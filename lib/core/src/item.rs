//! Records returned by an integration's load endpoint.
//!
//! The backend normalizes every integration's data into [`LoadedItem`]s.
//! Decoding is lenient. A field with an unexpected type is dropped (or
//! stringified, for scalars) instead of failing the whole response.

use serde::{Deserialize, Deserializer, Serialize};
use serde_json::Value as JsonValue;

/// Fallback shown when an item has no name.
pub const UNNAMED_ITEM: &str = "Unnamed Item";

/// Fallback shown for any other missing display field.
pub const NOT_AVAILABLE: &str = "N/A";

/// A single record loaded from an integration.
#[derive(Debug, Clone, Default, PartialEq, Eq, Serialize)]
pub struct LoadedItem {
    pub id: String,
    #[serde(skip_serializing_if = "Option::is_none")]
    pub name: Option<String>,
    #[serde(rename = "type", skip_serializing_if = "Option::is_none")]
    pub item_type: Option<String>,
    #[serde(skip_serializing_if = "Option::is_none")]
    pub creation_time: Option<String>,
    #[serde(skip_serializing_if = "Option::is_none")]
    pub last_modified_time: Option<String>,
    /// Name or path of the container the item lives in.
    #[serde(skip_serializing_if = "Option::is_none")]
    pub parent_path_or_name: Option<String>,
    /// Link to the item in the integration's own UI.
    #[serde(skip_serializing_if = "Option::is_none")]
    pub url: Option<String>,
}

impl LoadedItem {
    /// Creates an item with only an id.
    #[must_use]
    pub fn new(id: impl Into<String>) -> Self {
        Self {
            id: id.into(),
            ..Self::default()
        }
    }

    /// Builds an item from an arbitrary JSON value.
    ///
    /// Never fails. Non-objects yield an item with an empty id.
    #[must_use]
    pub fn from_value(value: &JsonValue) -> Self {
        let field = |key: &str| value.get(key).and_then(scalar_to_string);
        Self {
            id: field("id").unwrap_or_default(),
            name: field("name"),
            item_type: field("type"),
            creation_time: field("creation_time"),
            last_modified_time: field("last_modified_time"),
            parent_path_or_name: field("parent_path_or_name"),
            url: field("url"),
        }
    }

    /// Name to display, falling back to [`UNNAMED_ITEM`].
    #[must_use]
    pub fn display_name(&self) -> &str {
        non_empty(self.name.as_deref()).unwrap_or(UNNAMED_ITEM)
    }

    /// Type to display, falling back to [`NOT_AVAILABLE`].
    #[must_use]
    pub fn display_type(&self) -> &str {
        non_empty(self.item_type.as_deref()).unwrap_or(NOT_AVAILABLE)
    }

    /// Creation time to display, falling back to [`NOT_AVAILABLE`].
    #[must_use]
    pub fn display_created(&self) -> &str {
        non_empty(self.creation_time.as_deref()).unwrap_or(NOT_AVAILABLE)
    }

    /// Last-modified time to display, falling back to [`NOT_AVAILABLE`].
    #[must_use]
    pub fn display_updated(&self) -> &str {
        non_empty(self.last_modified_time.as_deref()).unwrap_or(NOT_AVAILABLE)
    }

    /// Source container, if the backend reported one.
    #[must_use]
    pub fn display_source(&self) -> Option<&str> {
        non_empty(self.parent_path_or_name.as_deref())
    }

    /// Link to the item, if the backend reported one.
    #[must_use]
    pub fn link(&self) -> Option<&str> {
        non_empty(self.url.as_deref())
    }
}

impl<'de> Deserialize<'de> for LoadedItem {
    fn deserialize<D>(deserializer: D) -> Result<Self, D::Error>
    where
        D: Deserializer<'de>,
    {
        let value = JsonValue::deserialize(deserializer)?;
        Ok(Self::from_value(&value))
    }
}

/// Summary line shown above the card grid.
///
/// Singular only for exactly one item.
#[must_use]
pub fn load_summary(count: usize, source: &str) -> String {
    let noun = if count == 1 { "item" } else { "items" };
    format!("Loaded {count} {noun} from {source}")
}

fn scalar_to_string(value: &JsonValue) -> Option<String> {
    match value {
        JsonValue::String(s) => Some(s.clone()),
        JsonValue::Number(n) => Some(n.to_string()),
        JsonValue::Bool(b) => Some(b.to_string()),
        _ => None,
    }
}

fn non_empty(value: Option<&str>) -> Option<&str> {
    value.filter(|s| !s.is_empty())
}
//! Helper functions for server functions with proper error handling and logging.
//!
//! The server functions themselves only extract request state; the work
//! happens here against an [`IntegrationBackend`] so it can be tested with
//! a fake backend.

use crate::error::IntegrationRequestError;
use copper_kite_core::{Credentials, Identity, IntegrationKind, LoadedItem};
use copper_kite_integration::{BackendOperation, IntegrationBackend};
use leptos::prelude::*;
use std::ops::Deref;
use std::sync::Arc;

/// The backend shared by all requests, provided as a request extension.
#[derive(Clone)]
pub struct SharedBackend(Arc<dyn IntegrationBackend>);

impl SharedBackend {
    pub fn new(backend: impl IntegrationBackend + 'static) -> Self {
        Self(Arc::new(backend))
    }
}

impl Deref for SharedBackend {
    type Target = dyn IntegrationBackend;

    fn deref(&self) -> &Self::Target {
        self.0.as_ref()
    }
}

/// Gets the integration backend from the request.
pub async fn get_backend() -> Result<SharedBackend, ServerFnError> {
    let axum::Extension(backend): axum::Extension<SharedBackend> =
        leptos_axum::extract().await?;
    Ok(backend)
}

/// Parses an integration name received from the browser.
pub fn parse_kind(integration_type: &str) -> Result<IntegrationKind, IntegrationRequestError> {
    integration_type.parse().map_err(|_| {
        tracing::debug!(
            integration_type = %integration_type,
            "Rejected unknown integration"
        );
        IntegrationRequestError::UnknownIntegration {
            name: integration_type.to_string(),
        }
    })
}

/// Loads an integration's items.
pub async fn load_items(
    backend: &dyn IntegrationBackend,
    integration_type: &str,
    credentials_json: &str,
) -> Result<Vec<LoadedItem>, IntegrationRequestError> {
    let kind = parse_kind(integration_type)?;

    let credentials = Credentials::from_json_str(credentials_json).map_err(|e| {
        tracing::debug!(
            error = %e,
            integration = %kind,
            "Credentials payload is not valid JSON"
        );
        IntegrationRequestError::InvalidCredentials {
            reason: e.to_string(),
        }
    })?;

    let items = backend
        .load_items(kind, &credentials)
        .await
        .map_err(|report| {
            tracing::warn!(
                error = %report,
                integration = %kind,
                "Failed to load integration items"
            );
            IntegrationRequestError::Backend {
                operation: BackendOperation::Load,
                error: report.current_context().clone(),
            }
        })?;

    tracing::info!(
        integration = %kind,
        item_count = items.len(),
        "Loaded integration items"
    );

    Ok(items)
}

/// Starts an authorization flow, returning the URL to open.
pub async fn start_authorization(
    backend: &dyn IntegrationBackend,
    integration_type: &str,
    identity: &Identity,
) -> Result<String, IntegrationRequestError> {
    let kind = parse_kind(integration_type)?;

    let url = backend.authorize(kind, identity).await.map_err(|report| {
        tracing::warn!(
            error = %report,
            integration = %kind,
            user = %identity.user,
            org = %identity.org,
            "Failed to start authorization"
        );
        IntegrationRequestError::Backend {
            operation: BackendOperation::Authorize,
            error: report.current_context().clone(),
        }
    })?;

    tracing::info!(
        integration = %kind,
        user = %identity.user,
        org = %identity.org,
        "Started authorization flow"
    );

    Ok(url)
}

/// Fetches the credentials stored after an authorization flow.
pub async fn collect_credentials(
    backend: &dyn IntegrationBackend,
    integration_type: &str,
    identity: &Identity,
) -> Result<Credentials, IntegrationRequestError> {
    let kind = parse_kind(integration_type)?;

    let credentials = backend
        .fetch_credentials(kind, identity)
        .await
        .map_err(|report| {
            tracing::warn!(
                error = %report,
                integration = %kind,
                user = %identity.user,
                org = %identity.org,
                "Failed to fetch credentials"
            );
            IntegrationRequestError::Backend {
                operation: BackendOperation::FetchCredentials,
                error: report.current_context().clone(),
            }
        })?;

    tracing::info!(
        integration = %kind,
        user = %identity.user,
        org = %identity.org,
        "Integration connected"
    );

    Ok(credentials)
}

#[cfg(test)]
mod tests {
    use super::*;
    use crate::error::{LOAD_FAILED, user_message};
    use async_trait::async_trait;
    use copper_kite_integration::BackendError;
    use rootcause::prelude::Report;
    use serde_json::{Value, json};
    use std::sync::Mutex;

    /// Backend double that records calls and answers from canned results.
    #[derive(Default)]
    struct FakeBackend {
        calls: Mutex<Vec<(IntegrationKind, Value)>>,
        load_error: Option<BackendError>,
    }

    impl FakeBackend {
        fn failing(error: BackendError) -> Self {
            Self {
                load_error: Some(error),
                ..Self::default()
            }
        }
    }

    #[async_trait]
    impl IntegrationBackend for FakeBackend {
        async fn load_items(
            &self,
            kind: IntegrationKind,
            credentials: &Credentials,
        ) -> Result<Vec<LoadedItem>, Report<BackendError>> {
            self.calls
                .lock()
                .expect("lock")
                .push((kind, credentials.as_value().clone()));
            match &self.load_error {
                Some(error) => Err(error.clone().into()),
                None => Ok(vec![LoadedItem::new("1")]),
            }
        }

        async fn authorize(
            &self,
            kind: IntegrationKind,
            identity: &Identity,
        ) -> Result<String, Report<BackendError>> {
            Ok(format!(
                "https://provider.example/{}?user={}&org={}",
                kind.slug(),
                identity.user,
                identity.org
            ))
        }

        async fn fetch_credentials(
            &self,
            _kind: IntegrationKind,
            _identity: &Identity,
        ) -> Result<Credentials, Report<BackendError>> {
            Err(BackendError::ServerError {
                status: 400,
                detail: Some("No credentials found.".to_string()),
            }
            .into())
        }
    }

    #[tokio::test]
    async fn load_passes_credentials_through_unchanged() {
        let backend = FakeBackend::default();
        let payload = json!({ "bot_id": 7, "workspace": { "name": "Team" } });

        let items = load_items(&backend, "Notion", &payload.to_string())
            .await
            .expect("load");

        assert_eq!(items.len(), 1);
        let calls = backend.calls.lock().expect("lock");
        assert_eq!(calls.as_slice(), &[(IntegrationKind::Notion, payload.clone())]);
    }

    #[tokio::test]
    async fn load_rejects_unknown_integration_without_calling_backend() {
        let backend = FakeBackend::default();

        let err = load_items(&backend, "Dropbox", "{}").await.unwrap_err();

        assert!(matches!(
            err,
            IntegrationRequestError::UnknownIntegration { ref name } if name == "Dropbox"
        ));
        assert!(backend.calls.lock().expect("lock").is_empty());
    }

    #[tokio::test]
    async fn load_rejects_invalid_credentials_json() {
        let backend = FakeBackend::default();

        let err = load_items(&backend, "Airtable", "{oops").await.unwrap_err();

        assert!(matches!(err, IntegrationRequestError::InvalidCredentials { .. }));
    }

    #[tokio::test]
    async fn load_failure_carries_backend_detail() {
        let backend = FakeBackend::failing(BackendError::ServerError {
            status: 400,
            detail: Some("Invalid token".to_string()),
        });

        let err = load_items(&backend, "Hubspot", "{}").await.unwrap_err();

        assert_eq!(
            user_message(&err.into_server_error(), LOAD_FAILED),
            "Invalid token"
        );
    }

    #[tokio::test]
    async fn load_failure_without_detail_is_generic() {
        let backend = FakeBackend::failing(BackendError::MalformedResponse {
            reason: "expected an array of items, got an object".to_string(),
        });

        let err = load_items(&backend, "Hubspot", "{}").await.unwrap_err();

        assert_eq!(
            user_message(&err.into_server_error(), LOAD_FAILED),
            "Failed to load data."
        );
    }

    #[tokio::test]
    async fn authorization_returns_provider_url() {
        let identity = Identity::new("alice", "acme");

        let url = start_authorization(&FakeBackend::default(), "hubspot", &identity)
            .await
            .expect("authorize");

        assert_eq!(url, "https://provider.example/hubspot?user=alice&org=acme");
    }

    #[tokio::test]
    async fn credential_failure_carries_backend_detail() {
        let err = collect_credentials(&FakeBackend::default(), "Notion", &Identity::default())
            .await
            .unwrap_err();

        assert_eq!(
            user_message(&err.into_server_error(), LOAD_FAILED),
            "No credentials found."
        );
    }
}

--------------------

- TASK PROMPT: The answer should hold only the lines from the start of the records above through the line containing "is dropped (or", each set down exactly.

- REPLY TO THE EXERCISE:
filename lib/core/src/item.rs
//! Records returned by an integration's load endpoint.
//!
//! The backend normalizes every integration's data into [`LoadedItem`]s.
//! Decoding is lenient. A field with an unexpected type is dropped (or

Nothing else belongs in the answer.